Pat Travers Band -
BB King’s Blues Club & Grill, New York City, USA, Sunday, March 12th, 2017
It has been several years since I have had the opportunity to see The Pat Travers Band live. Nothing has changed as far Pat Travers’s guitar prowess or his being a genuine, humble gentleman. Travers has always had a relaxed approach and this time was no different. He was at ease and that kept the audience at ease, but, yet mesmerized by who was on stage in front of them.
This time the trio consisted of Pat Travers, of course, David Pastorius on Bass and Tommy Craig manning the drums. A man named Pastorius was probably destined to be a bass player. His decision was a good one. He held down the pulse and added to the rhythm section with a rich bass tone. Craig is one hell of a drummer. With a trio it is easier for musicians to stand out but they also have to really be on their game. Craig is on his game, I do not know a lot about drumming technique but I know a good drummer when I hear one.
Pat Travers took the stage with his band. He was relaxed which is always contagious, the seated audience felt the same but at no time were they not aware of the legend in front of them. It had been quite a while since I have seen Travers, live, he still had the take no prisoners approach to guitar technique. Watching him in an up close and personal venue such at BB King’s Blues Club was quite a treat.
Travers launched into ‘Rock and Roll Suzie’ from his 1977 album ‘Makin’ Magic’. His lanky form and nimble fingers flew across his fretboard and it sounded divine. From ‘Suzie’ the band began ‘Life in London’ and shortly after ‘Crash and Burn’. The later is an atmospheric blues number with a smooth bass line courtesy of Pastorius and a hammering drum pace from Craig. These two proving they had perfected every Travers number.
The blues vibe continued with a little ‘Statesboro Blues’ and the more upbeat ‘Gettin’ Betta’. The audience was enthralled but like most shows persisted in calling out for some of their favorites. Travers did not disappoint with this ‘Snortin’ Whiskey’ riding on the heels of his already stellar set.
A benefit of seeing musicians in such an intimate setting is the chance for them to engage the fans. As with most artists, who have the staying power to play for decades, there are stories behind the songs and songs behind the stories.

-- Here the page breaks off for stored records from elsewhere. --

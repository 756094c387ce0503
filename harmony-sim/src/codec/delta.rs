//! Delta encoder and decoder for glove frames
//!
//! Both sides keep the last pair of vectors of one stream. The encoder sends
//! only the sensors whose value changed since that pair; the decoder adds the
//! received deltas back onto its copy.
//!
//! # Full vs delta
//!
//! - **Full frame**: sent when the encoder has no history (fresh or reset) or
//!   when forced. All 28 bits set, absolute values.
//! - **Delta frame**: one `curr - prev` value per changed sensor. Unchanged
//!   sensors cost zero bytes; a tick where nothing moved is an 8-byte frame.
//!
//! A decoder without history starts from all-zero vectors, so adding the
//! values of a full frame reproduces the absolute readings. A decoder must
//! therefore be fresh (or [`reset`](DeltaDecoder::reset)) when it receives a
//! full frame; a decoder with history reads every frame as deltas.
//!
//! # Precision limit
//!
//! Values outside the i16 range are clamped to `[-32768, 32767]` before they
//! go on the wire. This only happens on extreme single-tick jumps and is
//! counted, never raised. The encoder always remembers the true readings,
//! so the clamping error of one frame does not carry into the next.

use super::frame::{FULL_MASK, Frame};
use crate::core::types::{Device, GlovePair, SENSOR_COUNT};
use crate::error::{FrameError, Result};
use std::time::Instant;

/// Millisecond clock local to one encoder session
#[derive(Debug, Clone, Copy)]
pub struct SessionClock {
    start: Instant,
}

impl SessionClock {
    pub fn start() -> Self {
        Self {
            start: Instant::now(),
        }
    }

    /// Milliseconds since start, wrapping at 2^32
    pub fn elapsed_ms(&self) -> u32 {
        self.start.elapsed().as_millis() as u64 as u32
    }
}

impl Default for SessionClock {
    fn default() -> Self {
        Self::start()
    }
}

/// Stateful frame encoder for one output stream
#[derive(Debug, Clone, Default)]
pub struct DeltaEncoder {
    /// Last encoded pair; `None` means the next frame must be full
    last: Option<GlovePair>,
    clock: SessionClock,
    /// Values clamped into i16 since construction
    clamped: u64,
}

impl DeltaEncoder {
    pub fn new() -> Self {
        Self::default()
    }

    /// True when the next frame will be full regardless of `force_full`
    pub fn is_unset(&self) -> bool {
        self.last.is_none()
    }

    /// Last encoded pair
    pub fn last(&self) -> Option<&GlovePair> {
        self.last.as_ref()
    }

    /// Forget history; the next frame is full
    pub fn reset(&mut self) {
        self.last = None;
    }

    /// Number of values clamped into i16 so far
    pub fn clamped_count(&self) -> u64 {
        self.clamped
    }

    /// Session timestamp for a frame encoded now
    pub fn timestamp_ms(&self) -> u32 {
        self.clock.elapsed_ms()
    }

    /// Encode `pair` stamped with the session clock
    pub fn encode(&mut self, pair: &GlovePair, force_full: bool) -> Frame {
        let timestamp_ms = self.timestamp_ms();
        self.encode_at(timestamp_ms, pair, force_full)
    }

    /// Encode `pair` with an explicit timestamp
    ///
    /// Afterwards the encoder's history is exactly `pair`.
    pub fn encode_at(&mut self, timestamp_ms: u32, pair: &GlovePair, force_full: bool) -> Frame {
        let mut values = Vec::with_capacity(2 * SENSOR_COUNT);
        let mut clamped = 0u64;

        let mask = match self.last {
            Some(prev) if !force_full => {
                let mut mask = 0u32;
                for device in Device::ALL {
                    let curr = pair.get(device);
                    let prev = prev.get(device);
                    for i in 0..SENSOR_COUNT {
                        let delta = i64::from(curr[i]) - i64::from(prev[i]);
                        if delta != 0 {
                            mask |= 1 << (device.mask_shift() + i as u32);
                            values.push(clamp_i16(delta, &mut clamped));
                        }
                    }
                }
                mask
            }
            _ => {
                for device in Device::ALL {
                    for value in pair.get(device).values() {
                        values.push(clamp_i16(i64::from(*value), &mut clamped));
                    }
                }
                FULL_MASK
            }
        };

        if clamped > 0 {
            self.clamped += clamped;
            log::debug!(
                "Clamped {} value(s) into i16 range ({} total)",
                clamped,
                self.clamped
            );
        }

        self.last = Some(*pair);

        Frame {
            timestamp_ms,
            mask,
            values,
        }
    }
}

/// Stateful frame decoder mirroring one [`DeltaEncoder`] stream
#[derive(Debug, Clone, Default)]
pub struct DeltaDecoder {
    last: Option<GlovePair>,
}

impl DeltaDecoder {
    pub fn new() -> Self {
        Self::default()
    }

    pub fn is_unset(&self) -> bool {
        self.last.is_none()
    }

    pub fn last(&self) -> Option<&GlovePair> {
        self.last.as_ref()
    }

    /// Forget history before accepting a full frame
    pub fn reset(&mut self) {
        self.last = None;
    }

    /// Parse wire bytes and apply them
    ///
    /// On error the decoder's history is left untouched.
    pub fn decode(&mut self, bytes: &[u8]) -> Result<GlovePair> {
        let frame = Frame::parse(bytes)?;
        Ok(self.apply(&frame)?)
    }

    /// Apply an already parsed frame
    pub fn apply(&mut self, frame: &Frame) -> std::result::Result<GlovePair, FrameError> {
        if frame.mask & !FULL_MASK != 0 {
            return Err(FrameError::ReservedBits { mask: frame.mask });
        }
        let expected = frame.mask.count_ones() as usize;
        if frame.values.len() != expected {
            return Err(FrameError::PayloadLength {
                expected: 2 * expected,
                actual: 2 * frame.values.len(),
            });
        }

        let mut next = self.last.unwrap_or_default();
        let mut values = frame.values.iter();

        for device in Device::ALL {
            let bits = frame.device_mask(device);
            let vector = next.get_mut(device);
            for i in 0..SENSOR_COUNT {
                if bits & (1 << i) != 0
                    && let Some(value) = values.next()
                {
                    vector[i] = vector[i].wrapping_add(i32::from(*value));
                }
            }
        }

        self.last = Some(next);
        Ok(next)
    }
}

#[inline]
fn clamp_i16(value: i64, clamped: &mut u64) -> i16 {
    if value > i64::from(i16::MAX) {
        *clamped += 1;
        i16::MAX
    } else if value < i64::from(i16::MIN) {
        *clamped += 1;
        i16::MIN
    } else {
        value as i16
    }
}

#[cfg(test)]
mod tests {
    use super::*;
    use crate::codec::frame::HEADER_SIZE;
    use crate::core::types::SensorVector;
    use crate::devices::{GloveSimulator, MotionRates};
    use crate::error::Error;
    use crate::gesture::GestureMotion;

    fn pair(left: [i32; 14], right: [i32; 14]) -> GlovePair {
        GlovePair::new(SensorVector::new(left), SensorVector::new(right))
    }

    #[test]
    fn test_full_then_single_delta() {
        let mut encoder = DeltaEncoder::new();
        let zeros = GlovePair::default();

        let full = encoder.encode_at(1234, &zeros, true);
        let bytes = full.to_bytes();
        assert_eq!(bytes.len(), HEADER_SIZE + 56);
        assert_eq!(&bytes[0..4], &1234u32.to_le_bytes());
        assert_eq!(&bytes[4..8], &0x0FFF_FFFFu32.to_le_bytes());
        assert!(bytes[8..].iter().all(|b| *b == 0));

        let mut left = [0; 14];
        left[0] = 5;
        let delta = encoder.encode_at(1267, &pair(left, [0; 14]), false);
        assert_eq!(delta.mask, 0b1);
        assert_eq!(delta.values, vec![5]);
        assert_eq!(&delta.to_bytes()[8..], &5i16.to_le_bytes());
    }

    #[test]
    fn test_first_frame_is_full_without_force() {
        let mut encoder = DeltaEncoder::new();
        assert!(encoder.is_unset());
        let frame = encoder.encode_at(0, &GlovePair::default(), false);
        assert!(frame.is_full());
        assert!(!encoder.is_unset());
    }

    #[test]
    fn test_noop_frame_is_header_only() {
        let mut encoder = DeltaEncoder::new();
        let p = pair([7; 14], [-3; 14]);
        encoder.encode_at(0, &p, false);
        let frame = encoder.encode_at(33, &p, false);
        assert!(frame.is_noop());
        assert_eq!(frame.to_bytes().len(), 8);

        let mut decoder = DeltaDecoder::new();
        decoder.decode(&encoder.encode_at(0, &p, true).to_bytes()).unwrap();
        assert_eq!(decoder.decode(&frame.to_bytes()).unwrap(), p);
    }

    #[test]
    fn test_force_full_dominates_history() {
        let mut encoder = DeltaEncoder::new();
        let p = pair([1; 14], [2; 14]);
        encoder.encode_at(0, &p, false);
        let frame = encoder.encode_at(10, &p, true);
        assert_eq!(frame.mask, FULL_MASK);
        assert_eq!(frame.encoded_len() - HEADER_SIZE, 56);
        assert_eq!(&frame.values[..14], &[1; 14]);
        assert_eq!(&frame.values[14..], &[2; 14]);
    }

    #[test]
    fn test_right_device_bits_start_at_14() {
        let mut encoder = DeltaEncoder::new();
        encoder.encode_at(0, &GlovePair::default(), false);
        let mut right = [0; 14];
        right[2] = -9;
        right[13] = 4;
        let frame = encoder.encode_at(1, &pair([0; 14], right), false);
        assert_eq!(frame.mask, (1 << 16) | (1 << 27));
        assert_eq!(frame.values, vec![-9, 4]);
    }

    #[test]
    fn test_clamping_boundaries() {
        let mut encoder = DeltaEncoder::new();
        encoder.encode_at(0, &GlovePair::default(), false);

        let mut left = [0; 14];
        left[0] = 32767;
        left[1] = 32768;
        left[2] = -32769;
        left[3] = -32768;
        let frame = encoder.encode_at(1, &pair(left, [0; 14]), false);
        assert_eq!(frame.values, vec![32767, 32767, -32768, -32768]);
        assert_eq!(encoder.clamped_count(), 2);

        // History keeps the true values
        assert_eq!(encoder.last().unwrap().left[1], 32768);
        let frame = encoder.encode_at(2, &pair(left, [0; 14]), false);
        assert!(frame.is_noop());
    }

    #[test]
    fn test_full_frame_clamps_absolute_values() {
        let mut encoder = DeltaEncoder::new();
        let mut left = [0; 14];
        left[5] = 40000;
        let frame = encoder.encode_at(0, &pair(left, [0; 14]), true);
        assert_eq!(frame.values[5], i16::MAX);
        assert_eq!(encoder.clamped_count(), 1);
    }

    #[test]
    fn test_round_trip_simulated_stream() {
        let mut left = GloveSimulator::new("left", 42, MotionRates::default());
        let mut right = GloveSimulator::new("right", 99, MotionRates::default());
        let mut encoder = DeltaEncoder::new();
        let mut decoder = DeltaDecoder::new();

        for step in 0..500 {
            let motion = if step < 250 {
                Some(GestureMotion::Wave)
            } else {
                Some(GestureMotion::Hold([3500.0; 5]))
            };
            let p = GlovePair::new(
                left.advance(1.0 / 30.0, motion),
                right.advance(1.0 / 30.0, motion),
            );
            let bytes = encoder.encode_at(step, &p, false).to_bytes();
            assert_eq!(decoder.decode(&bytes).unwrap(), p, "step {}", step);
        }
    }

    #[test]
    fn test_round_trip_from_arbitrary_prior_state() {
        let priors = [
            pair([0; 14], [0; 14]),
            pair([4095; 14], [-20000; 14]),
            pair([1, -1, 2, -2, 3, -3, 4, -4, 5, -5, 6, -6, 7, -7], [100; 14]),
        ];
        let next = pair(
            [12, 0, 4000, 3, 0, 16384, -5, 7, 0, 0, 17999, -9000, 9000, 1],
            [100; 14],
        );

        for prior in priors {
            let mut encoder = DeltaEncoder::new();
            let mut decoder = DeltaDecoder::new();
            decoder.decode(&encoder.encode_at(0, &prior, false).to_bytes()).unwrap();
            let bytes = encoder.encode_at(1, &next, false).to_bytes();
            assert_eq!(decoder.decode(&bytes).unwrap(), next);
        }
    }

    #[test]
    fn test_decode_error_keeps_state() {
        let mut encoder = DeltaEncoder::new();
        let mut decoder = DeltaDecoder::new();
        let p = pair([3; 14], [4; 14]);
        decoder.decode(&encoder.encode_at(0, &p, false).to_bytes()).unwrap();

        let err = decoder.decode(&[1, 2, 3]).unwrap_err();
        assert!(matches!(
            err,
            Error::MalformedFrame(FrameError::Truncated { len: 3 })
        ));

        let mut bad = encoder.encode_at(1, &pair([5; 14], [4; 14]), false).to_bytes();
        bad.pop();
        assert!(matches!(
            decoder.decode(&bad),
            Err(Error::MalformedFrame(FrameError::PayloadLength { .. }))
        ));
        assert_eq!(decoder.last(), Some(&p));
    }

    #[test]
    fn test_decoder_reset_accepts_full_frame() {
        let mut encoder = DeltaEncoder::new();
        let mut decoder = DeltaDecoder::new();
        let first = encoder.encode_at(0, &pair([9; 14], [9; 14]), false);
        decoder.decode(&first.to_bytes()).unwrap();

        let p = pair([100; 14], [200; 14]);
        let full = encoder.encode_at(1, &p, true);
        decoder.reset();
        assert_eq!(decoder.apply(&full).unwrap(), p);
    }

    #[test]
    fn test_encoder_reset_forces_full() {
        let mut encoder = DeltaEncoder::new();
        let p = GlovePair::default();
        encoder.encode_at(0, &p, false);
        encoder.reset();
        assert!(encoder.encode_at(1, &p, false).is_full());
    }
}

Before beginning ‘Heat in the Street’ Travers spoke of his first visit to New York in 1977. He told of the record company picking him up in a limo and having a $400 lobster. It wasn’t hard to envision to the decadence of the 1970’s and what a music paradise it was. That also must have been one hell of a lobster even by today’s standards. Still, listening to Travers speak, it was easy to understand what an opportunity it was to hear the details of the beginnings of decades of song.
Travers and his band mates rounded off the evening with ‘Boom, Boom (Out Go The Lights)’. Even anyone not familiar with Travers’s extensive catalog knows this one. As always it was a crowd pleasing, high energy, electrically charged, perfect fit for a finale.
When a busy band takes a moment to say hello, it makes my appreciation for them even stronger. 99.9% of the musicians I have met and/or interviewed have been among the most pleasant people I have encountered and these three are among them. When a master guitarist, I grew up listening to, takes a moment to ask if anyone wants anything from catering; it may seem trivial to some but for me it shows a person for who they are. Not only is Pat Travers a phenomenal part of music he is also a nice guy and that goes for Craig and Pastorius as well.
This band is a unit with Pat Travers at the helm. I was already prepared for a spectacular show but the reality of the night exceeded my expectations. The last thing I will say is I can’t wait until they swing through New York City again.